Вова Барбитолер не ответил. Он только качнул головой в знак того, что согласен с оценкой его поступков, и они посмотрели друг на друга со смертельной ненавистью знания, что, если столкнутся снова, один из них останется лежать растоптанным. Цемах спустился по ступеням и вдруг почувствовал удар по голове. За то время, что он сидел у табачника, дворовый сторож запер ворота и оставил только узкую низкую калитку. Цемах ощутил одновременно и боль, и наслаждение, словно этот тупой удар пробудил его от какого-то оцепенения. Он поправил помявшуюся шляпу и вышел на улицу: пусть весь мир перевернется, но он обязан спасти замученного мальчишку из рук этого злодея.
Глава 6
Реб Менахем-Мендл Сегал объявил валкеникскому главе ешивы, что его супруга согласна, чтобы он поехал. Жена понимает, что хотя он не годится для торговых дел, но изъян в торговых делах — это не изъян в изучении Торы. Преподавать ученикам он сможет. Он договорился с женой, что после его отъезда она распродаст оставшийся товар и закроет лавку. Без его помощи и с ребенком на руках она не сможет быть лавочницей. Она и ребенок будут жить на те деньги, что он будет присылать, пока, с Божьей помощью, не устроится и не привезет их к себе. Эту добрую весть реб Менахем-Мендл сообщил своему товарищу утром перед молитвой в синагоге реб Шоелки. Однако лицо Цемаха осталось мрачным, будто все тени из дома Вовы Барбитолера пристали к нему.

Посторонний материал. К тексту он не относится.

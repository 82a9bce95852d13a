//! The built-in rule set and its configured registry.

use std::sync::Arc;

use little_lint_core::{Config, ImportClassifier, Registry, RuleInfo};
use tracing::debug;

use crate::{
    BlankLineAtEnd, BreakAfterBinaryOperator, CommentSpacing, ImportOrder, ImportsAtTop,
    MaxLineLength, ModuleResolver, NoRelativeImports, OneImportPerLine, RulesError,
    StyleRuleBox, TabIndentation, TopLevelSpacing,
};

/// Returns every built-in rule, configured from `config`.
///
/// Order is file rules, line rules, then node rules; the registry keeps
/// it, so results within each group come out in this order.
///
/// # Errors
///
/// Returns an error if a rule pattern fails to compile.
pub fn all_rules(
    config: &Config,
    classifier: Arc<dyn ImportClassifier>,
) -> Result<Vec<StyleRuleBox>, RulesError> {
    Ok(vec![
        Box::new(MaxLineLength::new().max(config.layout.max_line_length)),
        Box::new(TabIndentation::new()),
        Box::new(BlankLineAtEnd::new()),
        Box::new(BreakAfterBinaryOperator::new()?),
        Box::new(CommentSpacing::new()),
        Box::new(ImportOrder::new(classifier)),
        Box::new(OneImportPerLine::new()),
        Box::new(ImportsAtTop::new()),
        Box::new(NoRelativeImports::new()),
        Box::new(TopLevelSpacing::new().blank_lines(config.layout.top_level_blank_lines)),
    ])
}

/// Builds a registry of the rules `config` enables, classifying imports
/// with `classifier`.
///
/// # Errors
///
/// Returns an error if a rule fails to build or register.
pub fn registry_with(
    config: &Config,
    classifier: Arc<dyn ImportClassifier>,
) -> Result<Registry, RulesError> {
    let mut registry = Registry::new();
    for rule in all_rules(config, classifier)? {
        let info = rule.info();
        if !config.is_rule_enabled(info.name) {
            debug!("Rule disabled by configuration: {}", info.name);
            continue;
        }
        rule.register(&mut registry)?;
    }
    debug!("Built registry with {} rules", registry.len());
    Ok(registry)
}

/// Builds a registry of the rules `config` enables, using a
/// [`ModuleResolver`] from its `[imports]` section.
///
/// # Errors
///
/// Returns an error if a rule fails to build or register.
pub fn default_registry(config: &Config) -> Result<Registry, RulesError> {
    let resolver = ModuleResolver::from_config(&config.imports);
    registry_with(config, Arc::new(resolver))
}

/// Returns name and description of every built-in rule.
///
/// # Errors
///
/// Returns an error if a rule fails to build.
pub fn rule_infos() -> Result<Vec<RuleInfo>, RulesError> {
    let rules = all_rules(&Config::default(), Arc::new(ModuleResolver::new()))?;
    Ok(rules.iter().map(|rule| rule.info()).collect())
}

#[cfg(test)]
mod tests {
    use super::*;
    use little_lint_core::RuleConfig;

    #[test]
    fn default_registry_has_every_rule() {
        let registry = default_registry(&Config::default()).unwrap();
        assert_eq!(registry.len(), 10);
        assert_eq!(registry.file_rules().len(), 3);
        assert_eq!(registry.line_rules().len(), 2);
        assert_eq!(registry.node_rules().len(), 5);
    }

    #[test]
    fn rule_names_are_unique() {
        let infos = rule_infos().unwrap();
        assert_eq!(infos.len(), 10);
        let mut names: Vec<_> = infos.iter().map(|i| i.name).collect();
        names.sort_unstable();
        names.dedup();
        assert_eq!(names.len(), infos.len());
    }

    #[test]
    fn disabled_rule_is_not_registered() {
        let mut config = Config::default();
        config.rules.insert(
            "import-order".to_string(),
            RuleConfig {
                enabled: Some(false),
            },
        );
        let registry = default_registry(&config).unwrap();
        assert_eq!(registry.len(), 9);
        assert!(registry.rule_infos().all(|i| i.name != "import-order"));
    }
}
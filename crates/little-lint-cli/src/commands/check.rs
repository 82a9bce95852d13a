//! Check command implementation.

use std::io::IsTerminal;
use std::path::{Path, PathBuf};
use std::process::ExitCode;

use anyhow::{Context, Result};
use ignore::WalkBuilder;
use little_lint::{Config, LintResult, Linter, LinterError, ScanError, Violation};
use miette::{NamedSource, Report};

use crate::config_resolver;
use crate::OutputFormat;

/// Directories never descended into.
const SKIPPED_DIRS: &[&str] = &[".venv", "venv", "__pycache__", ".idea", ".git"];

/// Options of the `check` subcommand.
#[derive(Debug, Clone)]
pub struct CheckArgs {
    /// Files or directories to check.
    pub paths: Vec<PathBuf>,
    /// Output format.
    pub format: OutputFormat,
    /// Comma-separated kinds replacing the configured `select`.
    pub select: Option<String>,
    /// Comma-separated kinds replacing the configured `ignore`.
    pub ignore: Option<String>,
    /// Extra exclude globs.
    pub exclude: Vec<String>,
    /// Never emit color codes.
    pub no_color: bool,
}

/// How a check run ended.
#[derive(Debug, Clone, Copy, PartialEq, Eq)]
pub enum Outcome {
    /// Every file parsed and nothing was reported.
    Clean,
    /// At least one violation was reported.
    Violations,
    /// At least one file could not be read or parsed.
    Failed,
}

impl Outcome {
    /// Process exit code for this outcome.
    #[must_use]
    pub fn exit_code(self) -> ExitCode {
        match self {
            Self::Clean => ExitCode::SUCCESS,
            Self::Violations => ExitCode::from(2),
            Self::Failed => ExitCode::from(1),
        }
    }
}

/// Runs the check command.
pub fn run(args: &CheckArgs, config_path: Option<&Path>) -> Result<Outcome> {
    let start = start_dir(&args.paths);
    let source = config_resolver::resolve(&start, config_path);
    let project_dir = source.project_root().map_or(start, Path::to_path_buf);

    let mut config = source.load()?;
    apply_overrides(&mut config, args, &project_dir);

    let linter = Linter::from_config(&config).context("Failed to build linter")?;
    let files = collect_files(&args.paths, &config);
    tracing::info!(
        "Checking {} file(s) with {} rules",
        files.len(),
        linter.registry().len()
    );

    let mut result = LintResult::new();
    let mut failed = false;
    for file in &files {
        match check_file(&linter, file) {
            Ok(violations) => result.record(file, violations),
            Err(e) => {
                failed = true;
                eprintln!("{e:?}");
            }
        }
    }

    let color = !args.no_color && std::io::stdout().is_terminal();
    super::output::print(&result, args.format, color)?;

    Ok(if failed {
        Outcome::Failed
    } else if result.is_clean() {
        Outcome::Clean
    } else {
        Outcome::Violations
    })
}

/// Checks one file, attaching the file text to syntax errors.
fn check_file(linter: &Linter, path: &Path) -> Result<Vec<Violation>, Report> {
    linter.check_file(path).map_err(|e| match e {
        LinterError::Scan(ScanError::Parse(err)) => {
            let report = Report::new(err);
            match std::fs::read_to_string(path) {
                Ok(source) => report
                    .with_source_code(NamedSource::new(path.display().to_string(), source)),
                Err(_) => report,
            }
        }
        io @ LinterError::Io { .. } => miette::miette!("{io}"),
        other => miette::miette!("{}: {other}", path.display()),
    })
}

/// Directory used to look up the configuration: the first path, or its
/// parent when it is a file.
fn start_dir(paths: &[PathBuf]) -> PathBuf {
    let first = paths.first().map_or(Path::new("."), PathBuf::as_path);
    if first.is_file() {
        first
            .parent()
            .filter(|p| !p.as_os_str().is_empty())
            .map_or_else(|| PathBuf::from("."), Path::to_path_buf)
    } else {
        first.to_path_buf()
    }
}

/// Folds command-line options into the loaded configuration.
fn apply_overrides(config: &mut Config, args: &CheckArgs, project_dir: &Path) {
    if let Some(select) = &args.select {
        config.select = split_list(select);
    }
    if let Some(ignore) = &args.ignore {
        config.ignore = split_list(ignore);
    }
    config.files.exclude.extend(args.exclude.iter().cloned());

    if config.imports.source_roots.is_empty() {
        tracing::debug!("Using {} as source root", project_dir.display());
        config.imports.source_roots.push(project_dir.to_path_buf());
    }
}

fn split_list(list: &str) -> Vec<String> {
    list.split(',')
        .map(str::trim)
        .filter(|s| !s.is_empty())
        .map(String::from)
        .collect()
}

/// Expands `paths` into the Python files to check, sorted.
///
/// Files named explicitly are always checked; directories contribute their
/// `.py` files, honoring `.gitignore` when configured.
fn collect_files(paths: &[PathBuf], config: &Config) -> Vec<PathBuf> {
    let mut files = Vec::new();
    for path in paths {
        if path.is_file() {
            files.push(path.clone());
            continue;
        }

        let walker = WalkBuilder::new(path)
            .git_ignore(config.files.respect_gitignore)
            .require_git(false)
            .hidden(false)
            .filter_entry(|entry| {
                entry
                    .file_name()
                    .to_str()
                    .map_or(true, |name| !SKIPPED_DIRS.contains(&name))
            })
            .build();

        for entry in walker {
            let entry = match entry {
                Ok(entry) => entry,
                Err(e) => {
                    tracing::warn!("Skipping unreadable entry: {e}");
                    continue;
                }
            };
            let file = entry.path();
            if file.is_file()
                && file.extension().is_some_and(|ext| ext == "py")
                && !config.is_excluded(file)
            {
                files.push(file.to_path_buf());
            }
        }
    }
    files.sort();
    files.dedup();
    files
}
//! Core types for style violations and results.

use serde::{Deserialize, Serialize};
use std::fmt;
use std::path::PathBuf;
use std::str::FromStr;

/// Severity level for style violations.
///
/// Each level maps to exactly one display treatment in the CLI.
#[derive(Debug, Clone, Copy, PartialEq, Eq, Hash, Serialize, Deserialize)]
#[serde(rename_all = "lowercase")]
pub enum Severity {
    /// Must be fixed.
    Error,
    /// Should be addressed.
    Warning,
    /// Not recommended, but tolerated.
    Advisory,
}

impl fmt::Display for Severity {
    fn fmt(&self, f: &mut fmt::Formatter<'_>) -> fmt::Result {
        match self {
            Self::Error => write!(f, "error"),
            Self::Warning => write!(f, "warning"),
            Self::Advisory => write!(f, "advisory"),
        }
    }
}

/// The closed set of findings the built-in rules can report.
#[derive(
    Debug, Clone, Copy, PartialEq, Eq, PartialOrd, Ord, Hash, Serialize, Deserialize,
)]
#[serde(rename_all = "kebab-case")]
pub enum ViolationKind {
    /// Line longer than the configured maximum.
    MaxLineLength,
    /// Line indented with a tab character.
    TabIndentation,
    /// File does not end with a line break.
    NoBlankLineAtEnd,
    /// Line broken after a binary operator instead of before it.
    LineBreakAfterBinaryOperator,
    /// Block comment without a space after `#`.
    CommentWithoutSpace,
    /// Several modules imported by a single `import` statement.
    MultipleImportsOnOneLine,
    /// Module-level import placed after other statements.
    ImportsNotAtTop,
    /// Relative `from . import x` style import.
    RelativeImport,
    /// Import groups out of standard / third-party / local order.
    InvalidImportsOrder,
    /// Imported module could not be located.
    ModuleNotFound,
    /// Top-level function or class not surrounded by blank lines.
    TopLevelDefinitionNotSurrounded,
}

impl ViolationKind {
    /// Every kind, in code order.
    pub const ALL: [Self; 11] = [
        Self::MaxLineLength,
        Self::TabIndentation,
        Self::NoBlankLineAtEnd,
        Self::LineBreakAfterBinaryOperator,
        Self::CommentWithoutSpace,
        Self::MultipleImportsOnOneLine,
        Self::ImportsNotAtTop,
        Self::RelativeImport,
        Self::InvalidImportsOrder,
        Self::ModuleNotFound,
        Self::TopLevelDefinitionNotSurrounded,
    ];

    /// Returns the stable code (e.g., "LL001").
    #[must_use]
    pub const fn code(self) -> &'static str {
        match self {
            Self::MaxLineLength => "LL001",
            Self::TabIndentation => "LL002",
            Self::NoBlankLineAtEnd => "LL003",
            Self::LineBreakAfterBinaryOperator => "LL004",
            Self::CommentWithoutSpace => "LL005",
            Self::MultipleImportsOnOneLine => "LL006",
            Self::ImportsNotAtTop => "LL007",
            Self::RelativeImport => "LL008",
            Self::InvalidImportsOrder => "LL009",
            Self::ModuleNotFound => "LL010",
            Self::TopLevelDefinitionNotSurrounded => "LL011",
        }
    }

    /// Returns the kebab-case name used in configuration files.
    #[must_use]
    pub const fn name(self) -> &'static str {
        match self {
            Self::MaxLineLength => "max-line-length",
            Self::TabIndentation => "tab-indentation",
            Self::NoBlankLineAtEnd => "no-blank-line-at-end",
            Self::LineBreakAfterBinaryOperator => "line-break-after-binary-operator",
            Self::CommentWithoutSpace => "comment-without-space",
            Self::MultipleImportsOnOneLine => "multiple-imports-on-one-line",
            Self::ImportsNotAtTop => "imports-not-at-top",
            Self::RelativeImport => "relative-import",
            Self::InvalidImportsOrder => "invalid-imports-order",
            Self::ModuleNotFound => "module-not-found",
            Self::TopLevelDefinitionNotSurrounded => "top-level-definition-not-surrounded",
        }
    }

    /// Returns the `CamelCase` tag used in debug output.
    #[must_use]
    pub const fn tag(self) -> &'static str {
        match self {
            Self::MaxLineLength => "MaxLineLength",
            Self::TabIndentation => "TabIndentation",
            Self::NoBlankLineAtEnd => "NoBlankLineAtEnd",
            Self::LineBreakAfterBinaryOperator => "LineBreakAfterBinaryOperator",
            Self::CommentWithoutSpace => "CommentWithoutSpace",
            Self::MultipleImportsOnOneLine => "MultipleImportsOnOneLine",
            Self::ImportsNotAtTop => "ImportsNotAtTop",
            Self::RelativeImport => "RelativeImport",
            Self::InvalidImportsOrder => "InvalidImportsOrder",
            Self::ModuleNotFound => "ModuleNotFound",
            Self::TopLevelDefinitionNotSurrounded => "TopLevelDefinitionNotSurrounded",
        }
    }

    /// Returns the severity every violation of this kind carries.
    #[must_use]
    pub const fn severity(self) -> Severity {
        match self {
            Self::NoBlankLineAtEnd | Self::MultipleImportsOnOneLine | Self::ModuleNotFound => {
                Severity::Error
            }
            Self::RelativeImport => Severity::Advisory,
            Self::MaxLineLength
            | Self::TabIndentation
            | Self::LineBreakAfterBinaryOperator
            | Self::CommentWithoutSpace
            | Self::ImportsNotAtTop
            | Self::InvalidImportsOrder
            | Self::TopLevelDefinitionNotSurrounded => Severity::Warning,
        }
    }

    /// Returns the human-readable explanation attached to violations.
    #[must_use]
    pub const fn message(self) -> &'static str {
        match self {
            Self::MaxLineLength => "Limit all lines to the maximum line length",
            Self::TabIndentation => "Spaces are the preferred indentation method",
            Self::NoBlankLineAtEnd => "End the file with a line break",
            Self::LineBreakAfterBinaryOperator => {
                "Break lines before binary operators, not after them"
            }
            Self::CommentWithoutSpace => "Block comments should start with '# '",
            Self::MultipleImportsOnOneLine => "Imports should usually be on separate lines",
            Self::ImportsNotAtTop => {
                "Imports are always put at the top of the file, just after any module \
                 comments and docstrings, and before module globals and constants"
            }
            Self::RelativeImport => {
                "Absolute imports are recommended, as they are usually more readable \
                 and give better error messages if the import system is misconfigured"
            }
            Self::InvalidImportsOrder => {
                "Imports should be grouped in order: standard library, \
                 related third party, local application"
            }
            Self::ModuleNotFound => "Module not found",
            Self::TopLevelDefinitionNotSurrounded => {
                "Surround top-level function and class definitions with two blank lines"
            }
        }
    }
}

impl fmt::Display for ViolationKind {
    fn fmt(&self, f: &mut fmt::Formatter<'_>) -> fmt::Result {
        f.write_str(self.tag())
    }
}

/// Error returned when a string names no known violation kind.
#[derive(Debug, Clone, PartialEq, Eq, thiserror::Error)]
#[error("unknown violation kind: {0}")]
pub struct UnknownKind(pub String);

impl FromStr for ViolationKind {
    type Err = UnknownKind;

    /// Accepts the kebab-case name, the `CamelCase` tag or the code, ignoring case.
    fn from_str(s: &str) -> Result<Self, Self::Err> {
        let needle = s.trim();
        Self::ALL
            .into_iter()
            .find(|kind| {
                kind.name().eq_ignore_ascii_case(needle)
                    || kind.tag().eq_ignore_ascii_case(needle)
                    || kind.code().eq_ignore_ascii_case(needle)
            })
            .ok_or_else(|| UnknownKind(needle.to_string()))
    }
}

/// A single reported style defect.
#[derive(Debug, Clone, PartialEq, Eq, Hash, Serialize, Deserialize)]
pub struct Violation {
    /// What was found.
    pub kind: ViolationKind,
    /// How serious it is.
    pub severity: Severity,
    /// Line number (1-indexed).
    pub line: usize,
    /// Human-readable message.
    pub message: String,
}

impl Violation {
    /// Creates a violation of `kind` at `line`, using the kind's severity and message.
    #[must_use]
    pub fn new(kind: ViolationKind, line: usize) -> Self {
        Self {
            kind,
            severity: kind.severity(),
            line,
            message: kind.message().to_string(),
        }
    }

    /// Returns the code of this violation's kind.
    #[must_use]
    pub fn code(&self) -> &'static str {
        self.kind.code()
    }
}

impl fmt::Display for Violation {
    fn fmt(&self, f: &mut fmt::Formatter<'_>) -> fmt::Result {
        write!(f, "{} violation in line {}", self.kind, self.line)
    }
}

/// Violations found in one file.
#[derive(Debug, Clone, Serialize, Deserialize)]
pub struct FileReport {
    /// Path as given on the command line or found while walking.
    pub path: PathBuf,
    /// Violations in scan order.
    pub violations: Vec<Violation>,
}

/// Result of linting a set of files.
#[derive(Debug, Default, Serialize, Deserialize)]
pub struct LintResult {
    /// Per-file reports, only for files with at least one violation.
    pub files: Vec<FileReport>,
    /// Number of files scanned.
    pub files_checked: usize,
}

impl LintResult {
    /// Creates a new empty result.
    #[must_use]
    pub fn new() -> Self {
        Self::default()
    }

    /// Records the outcome of scanning one file.
    pub fn record(&mut self, path: impl Into<PathBuf>, violations: Vec<Violation>) {
        self.files_checked += 1;
        if !violations.is_empty() {
            self.files.push(FileReport {
                path: path.into(),
                violations,
            });
        }
    }

    /// Iterates over every violation together with its file.
    pub fn violations(&self) -> impl Iterator<Item = (&FileReport, &Violation)> {
        self.files
            .iter()
            .flat_map(|file| file.violations.iter().map(move |v| (file, v)))
    }

    /// Total number of violations.
    #[must_use]
    pub fn total(&self) -> usize {
        self.files.iter().map(|f| f.violations.len()).sum()
    }

    /// Returns true if nothing was reported.
    #[must_use]
    pub fn is_clean(&self) -> bool {
        self.files.is_empty()
    }

    /// Counts violations by severity as `(errors, warnings, advisories)`.
    #[must_use]
    pub fn count_by_severity(&self) -> (usize, usize, usize) {
        self.violations()
            .fold((0, 0, 0), |(e, w, a), (_, v)| match v.severity {
                Severity::Error => (e + 1, w, a),
                Severity::Warning => (e, w + 1, a),
                Severity::Advisory => (e, w, a + 1),
            })
    }
}
//! List rules command implementation.

use anyhow::{Context, Result};
use little_lint::rules::rule_infos;
use little_lint::ViolationKind;

/// Runs the list-rules command.
pub fn run() -> Result<()> {
    let infos = rule_infos().context("Failed to build the built-in rules")?;

    println!("Available rules:\n");
    println!("{:<30} Description", "Name");
    println!("{}", "-".repeat(80));
    for info in infos {
        println!("{:<30} {}", info.name, info.description);
    }

    println!("\nViolation kinds:\n");
    println!("{:<8} {:<38} Severity", "Code", "Name");
    println!("{}", "-".repeat(80));
    for kind in ViolationKind::ALL {
        println!("{:<8} {:<38} {}", kind.code(), kind.name(), kind.severity());
    }

    println!("\nUse --select / --ignore with names or codes, e.g.:");
    println!("  little-lint check --select imports-not-at-top,LL006");
    println!("  little-lint check --ignore module-not-found");
    println!("\nDisable a rule in little-lint.toml:");
    println!("  [rules.import-order]");
    println!("  enabled = false");
    Ok(())
}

После молитвы он забрался в уголок с реб Менахем-Мендлом и Хайклом и рассказал им об ужасе, который ему пришлось пережить в доме табачника.
— Мы обязаны спасти этого мальчика!
Хайкл сразу же взвился:
— Я вам помогу!
Он так загорелся от этой страшной истории, как Вова Барбитолер избил Герцку ремнем, что реб Менахем-Мендлу очень не понравилось, что ученик уже становится новогрудковским еще до того, как хотя бы семестр проучился в ешиве. Еще меньше ему нравился сам план забрать с собой Герцку без согласия отца.
— Ешива — не убежище для избиваемых мальчишек, — прошептал он.
— Неправильно. Если жертвенник и города левитов были предназначены быть убежищами для преследуемых, то можно и нужно и ешиве быть убежищем для преследуемых. Особенно ешиве, в которой изучают мусар, — резко ответил Цемах. Однако он понимал, что ссора — плохое начало для двух евреев, которые должны управлять одной ешивой. И добавил помягче: — Всю ответственность я беру на себя!